**ACTION ITEM**
For each line of the listing that contains "rayon", make a copy and return it.

**RECORDS PROVIDED**
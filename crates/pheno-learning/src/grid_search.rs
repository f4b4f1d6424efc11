//! Exhaustive cross-validated search over `C × l1_ratio`.

use crate::cv::{StratifiedKFold, cross_validate};
use crate::error::{LearningError, Result};
use crate::estimator::Classifier;
use crate::logistic::LogisticRegression;
use ndarray::Array2;
use rayon::prelude::*;
use serde::{Deserialize, Serialize};
use tracing::{debug, info};

/// `n` values evenly spaced in log10 between `10^start` and `10^stop`.
pub fn logspace(start: f64, stop: f64, n: usize) -> Vec<f64> {
    linspace(start, stop, n)
        .into_iter()
        .map(|exponent| 10f64.powf(exponent))
        .collect()
}

/// `n` values evenly spaced between `start` and `stop`, both included.
pub fn linspace(start: f64, stop: f64, n: usize) -> Vec<f64> {
    match n {
        0 => Vec::new(),
        1 => vec![start],
        _ => (0..n)
            .map(|i| start + (stop - start) * i as f64 / (n - 1) as f64)
            .collect(),
    }
}

/// One point of the hyperparameter grid.
#[derive(Debug, Clone, Copy, PartialEq, Serialize, Deserialize)]
pub struct ParamPoint {
    #[serde(rename = "C")]
    pub c: f64,
    pub l1_ratio: f64,
}

/// Cartesian grid of regularisation strengths and elastic-net mixings.
#[derive(Debug, Clone, PartialEq, Serialize, Deserialize)]
pub struct ParamGrid {
    #[serde(rename = "C")]
    pub c_values: Vec<f64>,
    pub l1_ratios: Vec<f64>,
}

impl Default for ParamGrid {
    /// `C = logspace(-3, 3, 7)`, `l1_ratio = linspace(0, 1, 11)`.
    fn default() -> Self {
        Self {
            c_values: logspace(-3.0, 3.0, 7),
            l1_ratios: linspace(0.0, 1.0, 11),
        }
    }
}

impl ParamGrid {
    pub fn new(c_values: Vec<f64>, l1_ratios: Vec<f64>) -> Self {
        Self {
            c_values,
            l1_ratios,
        }
    }

    /// Grid points, `C`-major.
    pub fn points(&self) -> Vec<ParamPoint> {
        self.c_values
            .iter()
            .flat_map(|&c| self.l1_ratios.iter().map(move |&l1_ratio| ParamPoint { c, l1_ratio }))
            .collect()
    }

    pub fn len(&self) -> usize {
        self.c_values.len() * self.l1_ratios.len()
    }

    pub fn is_empty(&self) -> bool {
        self.len() == 0
    }

    pub fn contains(&self, point: &ParamPoint) -> bool {
        self.c_values.contains(&point.c) && self.l1_ratios.contains(&point.l1_ratio)
    }

    pub fn validate(&self) -> Result<()> {
        if self.is_empty() {
            return Err(LearningError::InvalidConfig(
                "parameter grid must contain at least one C and one l1_ratio".to_string(),
            ));
        }
        if let Some(c) = self.c_values.iter().find(|c| !(c.is_finite() && **c > 0.0)) {
            return Err(LearningError::InvalidConfig(format!(
                "C values must be positive, got {c}"
            )));
        }
        if let Some(r) = self.l1_ratios.iter().find(|r| !(0.0..=1.0).contains(*r)) {
            return Err(LearningError::InvalidConfig(format!(
                "l1_ratio values must be in [0, 1], got {r}"
            )));
        }
        Ok(())
    }
}

/// Cross-validated score of one grid point.
#[derive(Debug, Clone, PartialEq, Serialize, Deserialize)]
pub struct GridPointScore {
    pub params: ParamPoint,
    pub fold_scores: Vec<f64>,
    pub mean_score: f64,
}

/// Outcome of a grid search.
#[derive(Debug, Clone)]
pub struct GridSearchResult {
    pub best_params: ParamPoint,
    pub best_score: f64,
    /// Refitted on all rows with `best_params`.
    pub best_estimator: LogisticRegression,
    /// One entry per grid point, in grid order.
    pub cv_results: Vec<GridPointScore>,
}

/// Grid search over a [`LogisticRegression`] template.
#[derive(Debug, Clone)]
pub struct GridSearchCV {
    estimator: LogisticRegression,
    grid: ParamGrid,
    cv: StratifiedKFold,
    n_jobs: Option<usize>,
}

impl GridSearchCV {
    pub fn new(estimator: LogisticRegression, grid: ParamGrid, cv: StratifiedKFold) -> Self {
        Self {
            estimator,
            grid,
            cv,
            n_jobs: None,
        }
    }

    /// Evaluate grid points on a dedicated pool of `n_jobs` threads.
    pub fn with_n_jobs(mut self, n_jobs: Option<usize>) -> Self {
        self.n_jobs = n_jobs;
        self
    }

    /// Score every grid point, pick the best mean accuracy (first in grid
    /// order on ties) and refit it on all rows.
    pub fn fit(&self, x: &Array2<f64>, y: &[String]) -> Result<GridSearchResult> {
        self.grid.validate()?;
        let points = self.grid.points();
        info!(
            "Grid search over {} points x {} folds",
            points.len(),
            self.cv.n_splits()
        );

        let evaluate = || -> Result<Vec<GridPointScore>> {
            points
                .par_iter()
                .map(|point| {
                    let candidate = self.estimator.with_params(point.c, point.l1_ratio);
                    let results = cross_validate(&candidate, x, y, &self.cv)?;
                    Ok(GridPointScore {
                        params: *point,
                        mean_score: results.mean_score(),
                        fold_scores: results.test_scores,
                    })
                })
                .collect()
        };

        let cv_results = match self.n_jobs {
            Some(threads) => rayon::ThreadPoolBuilder::new()
                .num_threads(threads)
                .build()
                .map_err(|e| LearningError::InvalidConfig(format!("thread pool: {e}")))?
                .install(evaluate)?,
            None => evaluate()?,
        };

        let mut best = 0;
        for (i, result) in cv_results.iter().enumerate() {
            if result.mean_score > cv_results[best].mean_score {
                best = i;
            }
        }
        let best_params = cv_results[best].params;
        let best_score = cv_results[best].mean_score;
        debug!("Best grid point: {:?} ({:.4})", best_params, best_score);

        let mut best_estimator = self.estimator.with_params(best_params.c, best_params.l1_ratio);
        best_estimator.fit(x, y)?;

        info!(
            "Grid search finished: C={}, l1_ratio={}, mean accuracy {:.4}",
            best_params.c, best_params.l1_ratio, best_score
        );
        Ok(GridSearchResult {
            best_params,
            best_score,
            best_estimator,
            cv_results,
        })
    }
}

#[cfg(test)]
mod tests {
    use super::*;
    use ndarray::array;

    fn labels(values: &[&str]) -> Vec<String> {
        values.iter().map(|s| s.to_string()).collect()
    }

    fn two_blobs() -> (Array2<f64>, Vec<String>) {
        let x = array![
            [0.0, 0.1],
            [0.1, 0.0],
            [0.2, 0.1],
            [0.1, 0.2],
            [1.0, 0.9],
            [0.9, 1.0],
            [1.1, 1.0],
            [1.0, 1.1],
        ];
        (x, labels(&["a", "a", "a", "a", "b", "b", "b", "b"]))
    }

    #[test]
    fn test_default_grid() {
        let grid = ParamGrid::default();
        assert_eq!(grid.c_values.len(), 7);
        assert_eq!(grid.l1_ratios.len(), 11);
        assert!((grid.c_values[0] - 1e-3).abs() < 1e-15);
        assert!((grid.c_values[6] - 1e3).abs() < 1e-9);
        assert_eq!(grid.l1_ratios[0], 0.0);
        assert_eq!(grid.l1_ratios[10], 1.0);
        assert_eq!(grid.points().len(), 77);
    }

    #[test]
    fn test_points_are_c_major() {
        let grid = ParamGrid::new(vec![0.1, 1.0], vec![0.0, 0.5]);
        let points = grid.points();
        assert_eq!(points[1], ParamPoint { c: 0.1, l1_ratio: 0.5 });
        assert_eq!(points[2], ParamPoint { c: 1.0, l1_ratio: 0.0 });
    }

    #[test]
    fn test_invalid_grid() {
        assert!(ParamGrid::new(vec![], vec![0.5]).validate().is_err());
        assert!(ParamGrid::new(vec![-1.0], vec![0.5]).validate().is_err());
        assert!(ParamGrid::new(vec![1.0], vec![2.0]).validate().is_err());
    }

    #[test]
    fn test_fit_picks_point_from_grid() {
        let (x, y) = two_blobs();
        let grid = ParamGrid::new(vec![1e-3, 10.0], vec![0.0, 1.0]);
        let search = GridSearchCV::new(
            LogisticRegression::default(),
            grid.clone(),
            StratifiedKFold::new(2),
        );
        let result = search.fit(&x, &y).unwrap();

        assert!(grid.contains(&result.best_params));
        assert_eq!(result.cv_results.len(), 4);
        assert!(result.best_estimator.is_fitted());
        assert!(
            result
                .cv_results
                .iter()
                .all(|r| r.mean_score <= result.best_score)
        );
    }

    #[test]
    fn test_ties_resolve_to_first_grid_point() {
        // strong L1 zeroes every coefficient, so both points score the same
        let (x, y) = two_blobs();
        let grid = ParamGrid::new(vec![1e-6], vec![1.0, 0.9]);
        let result = GridSearchCV::new(LogisticRegression::default(), grid, StratifiedKFold::new(2))
            .fit(&x, &y)
            .unwrap();
        assert_eq!(result.best_params, ParamPoint { c: 1e-6, l1_ratio: 1.0 });
        assert_eq!(result.cv_results[0].mean_score, result.cv_results[1].mean_score);
    }

    #[test]
    fn test_dedicated_pool_gives_same_result() {
        let (x, y) = two_blobs();
        let grid = ParamGrid::new(vec![0.1, 10.0], vec![0.5]);
        let search =
            GridSearchCV::new(LogisticRegression::default(), grid, StratifiedKFold::new(2));

        let shared = search.fit(&x, &y).unwrap();
        let pooled = search.clone().with_n_jobs(Some(2)).fit(&x, &y).unwrap();
        assert_eq!(shared.cv_results, pooled.cv_results);
    }
}
//! Training runs for multi-class and one-vs-rest models.
//!
//! Each run grid-searches `C × l1_ratio`, refits the best point, then
//! cross-validates the refitted estimator to collect fold estimators (for
//! coefficient averaging) and out-of-fold predictions (for the confusion
//! matrix and per-class precision).

use crate::coefficients::{CoefficientTable, average_feature_weights};
use crate::config::TrainingConfig;
use crate::cv::{CvResults, cross_val_predict, cross_validate};
use crate::error::Result;
use crate::grid_search::{GridSearchCV, GridSearchResult, ParamPoint};
use crate::logistic::LogisticRegression;
use crate::metrics::{ClassScores, ConfusionMatrix, confusion_matrix, precision_per_class};
use crate::model::{ModelType, TrainedModel, multi_class_dir, single_class_dir};
use chrono::Utc;
use pheno_processing::{
    DataSplit, DatasetConfig, FeatureType, LabeledData, SplitIndex, get_dataset,
    get_scm_model_data, get_x_y, shuffle_labels, string_values,
};
use polars::prelude::DataFrame;
use serde::{Deserialize, Serialize};
use std::collections::BTreeSet;
use std::path::{Path, PathBuf};
use tracing::info;

/// Everything produced by one training run.
#[derive(Debug, Clone)]
pub struct TrainingOutcome {
    pub model: TrainedModel,
    pub grid_search: GridSearchResult,
    pub cv_results: CvResults<LogisticRegression>,
    /// Out-of-fold predictions aligned with `labels`.
    pub predictions: Vec<String>,
    /// Labels the model was trained on (shuffled for baselines).
    pub labels: Vec<String>,
    pub confusion_matrix: ConfusionMatrix,
    pub precision: ClassScores,
    pub coefficients: CoefficientTable,
}

impl TrainingOutcome {
    pub fn cv_mean_accuracy(&self) -> f64 {
        self.cv_results.mean_score()
    }
}

/// Train one model on already extracted data.
pub fn train_model(
    data: &LabeledData,
    model_type: ModelType,
    feature_type: FeatureType,
    config: &TrainingConfig,
) -> Result<TrainingOutcome> {
    let labels = if model_type.is_shuffled() {
        shuffle_labels(&data.labels, config.seed)
    } else {
        data.labels.clone()
    };

    let cv = config.cv();
    let grid_search = GridSearchCV::new(config.estimator(), config.param_grid.clone(), cv)
        .with_n_jobs(config.n_jobs)
        .fit(&data.x, &labels)?;

    let ParamPoint { c, l1_ratio } = grid_search.best_params;
    let template = config.estimator().with_params(c, l1_ratio);
    let cv_results = cross_validate(&template, &data.x, &labels, &cv)?;
    let predictions = cross_val_predict(&template, &data.x, &labels, &cv)?;

    let classes = grid_search.best_estimator.classes()?.to_vec();
    let confusion_matrix = confusion_matrix(&labels, &predictions, &classes);
    let precision = precision_per_class(&labels, &predictions);
    let coefficients = average_feature_weights(&cv_results.estimators, &data.feature_names)?;

    info!(
        "Trained {} {} model: C={}, l1_ratio={}, CV accuracy {:.4}",
        model_type,
        feature_type,
        c,
        l1_ratio,
        cv_results.mean_score()
    );

    let model = TrainedModel {
        model_type,
        feature_type,
        phenotypic_class: None,
        estimator: grid_search.best_estimator.clone(),
        best_params: grid_search.best_params,
        cv_score: grid_search.best_score,
        feature_names: data.feature_names.clone(),
        trained_at: Utc::now(),
    };

    Ok(TrainingOutcome {
        model,
        grid_search,
        cv_results,
        predictions,
        labels,
        confusion_matrix,
        precision,
        coefficients,
    })
}

/// Multi-class model on the rows of `train`.
pub fn train_multi_class(
    train: &DataFrame,
    model_type: ModelType,
    feature_type: FeatureType,
    dataset: &DatasetConfig,
    config: &TrainingConfig,
) -> Result<TrainingOutcome> {
    let data = get_x_y(train, feature_type, dataset)?;
    train_model(&data, model_type, feature_type, config)
}

/// One-vs-rest model of `phenotypic_class` on the rows of `train`, with
/// negatives down-sampled to the number of positives.
pub fn train_single_class(
    train: &DataFrame,
    phenotypic_class: &str,
    model_type: ModelType,
    feature_type: FeatureType,
    dataset: &DatasetConfig,
    config: &TrainingConfig,
) -> Result<TrainingOutcome> {
    let scm_data = get_scm_model_data(
        train,
        phenotypic_class,
        DataSplit::Train,
        dataset,
        config.seed,
    )?;
    let data = get_x_y(&scm_data, feature_type, dataset)?;

    let mut outcome = train_model(&data, model_type, feature_type, config)?;
    outcome.model.phenotypic_class = Some(phenotypic_class.to_string());
    Ok(outcome)
}

/// Summary line of a persisted model.
#[derive(Debug, Clone, PartialEq, Serialize, Deserialize)]
pub struct TrainingRecord {
    pub phenotypic_class: Option<String>,
    pub model_type: ModelType,
    pub feature_type: FeatureType,
    pub best_params: ParamPoint,
    pub cv_score: f64,
    pub cv_mean_accuracy: f64,
    pub path: PathBuf,
}

impl TrainingRecord {
    fn new(outcome: &TrainingOutcome, path: PathBuf) -> Self {
        Self {
            phenotypic_class: outcome.model.phenotypic_class.clone(),
            model_type: outcome.model.model_type,
            feature_type: outcome.model.feature_type,
            best_params: outcome.model.best_params,
            cv_score: outcome.model.cv_score,
            cv_mean_accuracy: outcome.cv_mean_accuracy(),
            path,
        }
    }
}

/// Train and persist every multi-class model (feature type × model type) on
/// the train split. `on_outcome` sees each run before it is saved.
pub fn train_multi_class_models(
    features: &DataFrame,
    split_index: &SplitIndex,
    models_dir: &Path,
    dataset: &DatasetConfig,
    config: &TrainingConfig,
    mut on_outcome: impl FnMut(&TrainingOutcome),
) -> Result<Vec<TrainingRecord>> {
    let train = get_dataset(features, split_index, DataSplit::Train, dataset)?;
    let dir = multi_class_dir(models_dir);
    let mut records = Vec::new();

    for feature_type in FeatureType::all() {
        for model_type in ModelType::all() {
            let outcome = train_multi_class(&train, model_type, feature_type, dataset, config)?;
            on_outcome(&outcome);
            let path = outcome.model.save(&dir)?;
            records.push(TrainingRecord::new(&outcome, path));
        }
    }
    Ok(records)
}

/// Train and persist every one-vs-rest model (class × model type × feature
/// type) on the train split.
pub fn train_single_class_models(
    features: &DataFrame,
    split_index: &SplitIndex,
    models_dir: &Path,
    dataset: &DatasetConfig,
    config: &TrainingConfig,
) -> Result<Vec<TrainingRecord>> {
    let train = get_dataset(features, split_index, DataSplit::Train, dataset)?;
    let classes: BTreeSet<String> = string_values(&train, &dataset.label_column)?
        .into_iter()
        .collect();
    let mut records = Vec::new();

    for phenotypic_class in &classes {
        info!("Training single-class models for '{}'", phenotypic_class);
        let dir = single_class_dir(models_dir, phenotypic_class);
        for model_type in ModelType::all() {
            for feature_type in FeatureType::all() {
                let outcome = train_single_class(
                    &train,
                    phenotypic_class,
                    model_type,
                    feature_type,
                    dataset,
                    config,
                )?;
                let path = outcome.model.save(&dir)?;
                records.push(TrainingRecord::new(&outcome, path));
            }
        }
    }
    Ok(records)
}

#[cfg(test)]
mod tests {
    use super::*;
    use crate::grid_search::ParamGrid;
    use ndarray::Array2;
    use rand::prelude::*;

    fn blobs(seed: u64) -> LabeledData {
        let mut rng = StdRng::seed_from_u64(seed);
        let centers = [(0.0, 0.0), (1.0, 0.0), (0.0, 1.0)];
        let classes = ["Interphase", "Large", "Prometaphase"];

        let mut x = Array2::zeros((30, 2));
        let mut labels = Vec::new();
        for i in 0..30 {
            let (cx, cy) = centers[i % 3];
            x[[i, 0]] = cx + rng.gen_range(-0.1..0.1);
            x[[i, 1]] = cy + rng.gen_range(-0.1..0.1);
            labels.push(classes[i % 3].to_string());
        }
        LabeledData {
            x,
            labels,
            feature_names: vec!["CP__a".to_string(), "CP__b".to_string()],
        }
    }

    fn small_config() -> TrainingConfig {
        TrainingConfig::builder()
            .cv_folds(3)
            .param_grid(ParamGrid::new(vec![1.0, 100.0], vec![0.0, 0.5]))
            .build()
            .unwrap()
    }

    #[test]
    fn test_train_model_outputs_are_consistent() {
        let data = blobs(1);
        let outcome =
            train_model(&data, ModelType::Final, FeatureType::Cp, &small_config()).unwrap();

        assert_eq!(outcome.cv_results.estimators.len(), 3);
        assert_eq!(outcome.predictions.len(), 30);
        assert_eq!(outcome.confusion_matrix.total(), 30);
        assert_eq!(outcome.coefficients.values.dim(), (2, 3));
        assert!(outcome.cv_mean_accuracy() > 0.9);
        assert!(outcome.model.estimator.is_fitted());
    }

    #[test]
    fn test_shuffled_baseline_trains_on_permuted_labels() {
        let data = blobs(2);
        let config = small_config();
        let outcome =
            train_model(&data, ModelType::ShuffledBaseline, FeatureType::Cp, &config).unwrap();

        assert_eq!(outcome.labels, shuffle_labels(&data.labels, config.seed));
        assert_ne!(outcome.labels, data.labels);
        assert!(outcome.model.model_type.is_shuffled());
    }
}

**WRITTEN RESPONSE**
use rayon::prelude::*;
            Some(threads) => rayon::ThreadPoolBuilder::new()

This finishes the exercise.